雄親失い保護されたコウノトリのヒナ、放鳥1時間半後に感電死

雄親失い保護されたコウノトリのヒナ、放鳥1時間半後に感電死

木箱から放たれ、飛び立つコウノトリのヒナ(兵庫県朝来市で)

 兵庫県朝来市内の人工巣塔で4月に保護されたコウノトリのヒナ3羽が20日、同市山東町大月で放鳥された。

 いずれも雄で、同市和田山町久田和の人工巣塔で順次孵化(ふか)したが、近くの水路で大けがを負って見つかった雄親が死亡した。

 雌親だけの子育ては難しく、県立コウノトリの郷(さと)公園(豊岡市)が保護し、ベテランのペアのコウノトリが親代わりとして育ててきた。

 保護された時には450〜800グラムだった体重も5〜5・3キロとなり、巣立ちの時期を迎えていることから同園は自然に戻せると判断。

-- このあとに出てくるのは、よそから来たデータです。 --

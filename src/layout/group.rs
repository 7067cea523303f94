//! Bucketing paragraphs and tables by page.

use std::collections::BTreeMap;

use crate::error::{Error, Result};
use crate::model::{page_count_of, ContentBlock, Paragraph};
use crate::render::RenderedTable;

/// Content of every page `1..=page_count`, keyed by page number.
///
/// Every page in range has an entry, even when nothing lands on it.
#[derive(Debug, Clone, PartialEq, Eq)]
pub struct PageGroups<T> {
    pages: BTreeMap<u32, Vec<T>>,
}

impl<T> PageGroups<T> {
    /// Create empty entries for pages `1..=page_count`.
    pub fn new(page_count: u32) -> Self {
        Self {
            pages: (1..=page_count).map(|p| (p, Vec::new())).collect(),
        }
    }

    /// Number of pages.
    pub fn page_count(&self) -> u32 {
        page_count_of(self.pages.len())
    }

    /// Append an item to a page, rejecting pages outside the range.
    pub fn push(&mut self, page_number: u32, item: T) -> Result<()> {
        let page_count = self.page_count();
        self.pages
            .get_mut(&page_number)
            .ok_or(Error::PageOutOfRange(page_number, page_count))?
            .push(item);
        Ok(())
    }

    /// Items on a page.
    pub fn get(&self, page_number: u32) -> &[T] {
        self.pages.get(&page_number).map(Vec::as_slice).unwrap_or(&[])
    }

    /// Take the items of a page, leaving it empty.
    pub fn take(&mut self, page_number: u32) -> Vec<T> {
        self.pages
            .get_mut(&page_number)
            .map(std::mem::take)
            .unwrap_or_default()
    }

    /// Iterate pages in ascending order.
    pub fn iter(&self) -> impl Iterator<Item = (u32, &[T])> {
        self.pages.iter().map(|(p, items)| (*p, items.as_slice()))
    }
}

impl<T> IntoIterator for PageGroups<T> {
    type Item = (u32, Vec<T>);
    type IntoIter = std::collections::btree_map::IntoIter<u32, Vec<T>>;

    fn into_iter(self) -> Self::IntoIter {
        self.pages.into_iter()
    }
}

/// Group paragraphs into page blocks, keeping document order.
pub fn group_paragraphs(paragraphs: &[Paragraph], page_count: u32) -> Result<PageGroups<ContentBlock>> {
    let mut groups = PageGroups::new(page_count);
    for para in paragraphs {
        groups.push(para.page_number, ContentBlock::from(para))?;
    }
    Ok(groups)
}

/// Group rendered tables by page, keeping document order.
pub fn group_tables(tables: Vec<RenderedTable>, page_count: u32) -> Result<PageGroups<RenderedTable>> {
    let mut groups = PageGroups::new(page_count);
    for table in tables {
        groups.push(table.page_number, table)?;
    }
    Ok(groups)
}
//! Reconstruction result with pages and statistics.

use std::collections::BTreeMap;

use crate::error::Result;
use crate::model::Page;
use serde::{Deserialize, Serialize};

use super::{to_delimited_text, JsonFormat, PageLabel};

/// A reconstructed document: assembled pages plus extraction statistics.
#[derive(Debug, Clone, PartialEq, Eq, Serialize, Deserialize)]
pub struct Reconstruction {
    /// Pages `1..=page_count` in order, empty ones included
    pub pages: Vec<Page>,

    /// Extraction statistics
    pub stats: ExtractionStats,
}

impl Reconstruction {
    /// Create a new reconstruction.
    pub fn new(pages: Vec<Page>, stats: ExtractionStats) -> Self {
        Self { pages, stats }
    }

    /// Get a page by number (1-indexed).
    pub fn get_page(&self, page_number: u32) -> Option<&Page> {
        self.pages.iter().find(|p| p.number == page_number)
    }

    /// Page text keyed by page number.
    pub fn page_texts(&self) -> BTreeMap<u32, &str> {
        self.pages
            .iter()
            .map(|p| (p.number, p.text.as_str()))
            .collect()
    }

    /// Page texts in page order.
    pub fn page_text_list(&self) -> Vec<&str> {
        self.pages.iter().map(|p| p.text.as_str()).collect()
    }

    /// Page-delimited document text.
    pub fn to_delimited_text(&self, label: PageLabel) -> String {
        to_delimited_text(&self.pages, label)
    }

    /// Serialize pages and stats to JSON.
    pub fn to_json(&self, format: JsonFormat) -> Result<String> {
        super::to_json(self, format)
    }
}

/// Statistics collected during reconstruction.
#[derive(Debug, Clone, Default, PartialEq, Eq, Serialize, Deserialize)]
pub struct ExtractionStats {
    /// Total number of pages
    pub page_count: u32,

    /// Pages with no text after assembly
    pub empty_page_count: u32,

    /// Number of paragraphs read
    pub paragraph_count: u32,

    /// Number of tables read
    pub table_count: u32,

    /// Tables that replaced echoed paragraphs
    pub merged_table_count: u32,

    /// Tables appended at the end of their page
    pub appended_table_count: u32,

    /// Tables dropped because every row was empty
    pub empty_table_count: u32,

    /// Approximate word count (whitespace-separated tokens)
    pub word_count: u32,

    /// Character count (excluding whitespace)
    pub char_count: u32,
}

impl ExtractionStats {
    /// Create new empty statistics.
    pub fn new() -> Self {
        Self::default()
    }

    /// Increment table count.
    pub fn add_table(&mut self) {
        self.table_count += 1;
    }

    /// Increment page count.
    pub fn add_page(&mut self) {
        self.page_count += 1;
    }

    /// Add word and character counts from text.
    pub fn count_text(&mut self, text: &str) {
        self.word_count += text.split_whitespace().count() as u32;
        self.char_count += text.chars().filter(|c| !c.is_whitespace()).count() as u32;
    }

    /// Merge another stats instance into this one.
    pub fn merge(&mut self, other: &ExtractionStats) {
        self.page_count += other.page_count;
        self.empty_page_count += other.empty_page_count;
        self.paragraph_count += other.paragraph_count;
        self.table_count += other.table_count;
        self.merged_table_count += other.merged_table_count;
        self.appended_table_count += other.appended_table_count;
        self.empty_table_count += other.empty_table_count;
        self.word_count += other.word_count;
        self.char_count += other.char_count;
    }
}
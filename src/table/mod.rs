//! Table reconstruction: sparse cells to a dense grid to a named frame.

mod frame;
mod matrix;

pub use frame::{make_unique, TableFrame, HEADER_JOINER};
pub use matrix::{build_grid, CellGrid, MAX_GRID_SLOTS};

use crate::error::Result;
use crate::model::Table;

/// A table rebuilt from its cells, ready for rendering and merging.
#[derive(Debug, Clone, PartialEq, Eq)]
pub struct ReconstructedTable {
    /// Page the table belongs to (1-indexed)
    pub page_number: u32,

    /// Named columns and deduplicated data rows
    pub frame: TableFrame,

    /// Grid rows that hold any text, headers included
    pub grid_rows: Vec<Vec<String>>,

    /// Non-empty cell texts in input order
    pub flat_text: Vec<String>,
}

impl ReconstructedTable {
    /// Check if no row of the table holds any text.
    pub fn is_empty(&self) -> bool {
        self.grid_rows.is_empty()
    }
}

/// Rebuild one table: grid, header rows, frame and flat cell text.
pub fn reconstruct_table(table: &Table) -> Result<ReconstructedTable> {
    let grid = build_grid(table.row_count, table.col_count, &table.cells)?;
    let frame = TableFrame::from_grid(&grid, table.header_rows());
    let grid_rows = grid.non_empty_rows();
    let (_, flat_text) = grid.into_parts();

    Ok(ReconstructedTable {
        page_number: table.page_number,
        frame,
        grid_rows,
        flat_text,
    })
}
//! Overlapping token windows for unstructured page text.

use std::cell::RefCell;

use serde::{Deserialize, Serialize};
use text_splitter::{ChunkConfig, ChunkSizer, TextSplitter};

use crate::error::{Error, Result};
use crate::model::Chunk;

use super::{Sanitizer, TokenCounter};

/// Options for the window splitter. Sizes are in tokens.
#[derive(Debug, Clone, PartialEq, Eq, Serialize, Deserialize)]
pub struct WindowOptions {
    /// Maximum tokens per window
    pub chunk_size: usize,

    /// Tokens carried over from the end of one window into the next
    pub chunk_overlap: usize,
}

impl Default for WindowOptions {
    fn default() -> Self {
        Self {
            chunk_size: 1000,
            chunk_overlap: 200,
        }
    }
}

impl WindowOptions {
    /// Set the window size.
    pub fn with_chunk_size(mut self, size: usize) -> Self {
        self.chunk_size = size;
        self
    }

    /// Set the overlap.
    pub fn with_chunk_overlap(mut self, overlap: usize) -> Self {
        self.chunk_overlap = overlap;
        self
    }

    /// Check that the options describe a usable window.
    pub fn validate(&self) -> Result<()> {
        if self.chunk_size == 0 {
            return Err(Error::InvalidConfig("chunk size must be greater than 0".into()));
        }
        if self.chunk_overlap >= self.chunk_size {
            return Err(Error::InvalidConfig(format!(
                "chunk overlap ({}) must be smaller than chunk size ({})",
                self.chunk_overlap, self.chunk_size
            )));
        }
        Ok(())
    }
}

/// Sizes text-splitter chunks with a [`TokenCounter`].
///
/// `ChunkSizer` cannot fail, so the first counter error is parked in `error`
/// and the chunk is sized as empty.
struct CounterSizer<'s, C: ?Sized> {
    counter: &'s C,
    error: &'s RefCell<Option<Error>>,
}

impl<C: TokenCounter + ?Sized> ChunkSizer for CounterSizer<'_, C> {
    fn size(&self, chunk: &str) -> usize {
        match self.counter.count_tokens(chunk) {
            Ok(count) => count,
            Err(e) => {
                let mut slot = self.error.borrow_mut();
                if slot.is_none() {
                    *slot = Some(e);
                }
                0
            }
        }
    }
}

/// Splits text into overlapping windows measured by a token counter.
pub struct WindowSplitter<'a, C: ?Sized> {
    counter: &'a C,
    options: WindowOptions,
}

impl<'a, C: TokenCounter + ?Sized> WindowSplitter<'a, C> {
    /// Create a splitter, validating the options.
    pub fn new(counter: &'a C, options: WindowOptions) -> Result<Self> {
        options.validate()?;
        Ok(Self { counter, options })
    }

    /// Splitter options.
    pub fn options(&self) -> &WindowOptions {
        &self.options
    }

    /// Split `text` into trimmed windows of at most `chunk_size` tokens.
    ///
    /// Boundaries prefer the coarsest unit that fits: blank lines, then
    /// lines, sentences, words and finally characters.
    pub fn split(&self, text: &str) -> Result<Vec<String>> {
        let error = RefCell::new(None);
        let sizer = CounterSizer {
            counter: self.counter,
            error: &error,
        };
        let config = ChunkConfig::new(self.options.chunk_size)
            .with_sizer(sizer)
            .with_trim(true)
            .with_overlap(self.options.chunk_overlap)
            .map_err(|e| Error::InvalidConfig(e.to_string()))?;

        let windows: Vec<String> = TextSplitter::new(config)
            .chunks(text)
            .map(str::to_string)
            .collect();

        if let Some(e) = error.borrow_mut().take() {
            return Err(e);
        }
        Ok(windows)
    }

    /// Split each `(page_number, text)` pair into windows and wrap them as
    /// chunks with ids `{sanitized}_p{page}_c{i}`. Blank pages are skipped.
    pub fn chunk_pages<'t, I, S>(&self, pages: I, filename: &str, sanitizer: &S) -> Result<Vec<Chunk>>
    where
        I: IntoIterator<Item = (u32, &'t str)>,
        S: Sanitizer + ?Sized,
    {
        let key = sanitizer.sanitize(filename)?;
        let mut chunks = Vec::new();

        for (page, text) in pages {
            if text.trim().is_empty() {
                continue;
            }
            for (i, window) in self.split(text)?.into_iter().enumerate() {
                chunks.push(Chunk {
                    content: window,
                    page_number: page.to_string(),
                    filename: filename.to_string(),
                    chunk_id: format!("{}_p{}_c{}", key, page, i),
                });
            }
        }

        log::debug!("Split {} into {} windows", filename, chunks.len());
        Ok(chunks)
    }
}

同じ朝来市内の田んぼで、カエルや昆虫などが捕獲できるこの時期に放つことにした。

 放鳥には、コウノトリの観察や生息環境の保全に取り組んでいる市立東河小の児童や住民ら100人あまりが立ち会った。

 このうち1羽は約1時間半後、約500メートル離れた同市山東町和賀の電柱で感電死した。同公園によると、飛び立とうとして羽を広げた際、落雷の異常電流から送電線などを守る設備に体が触れたらしい。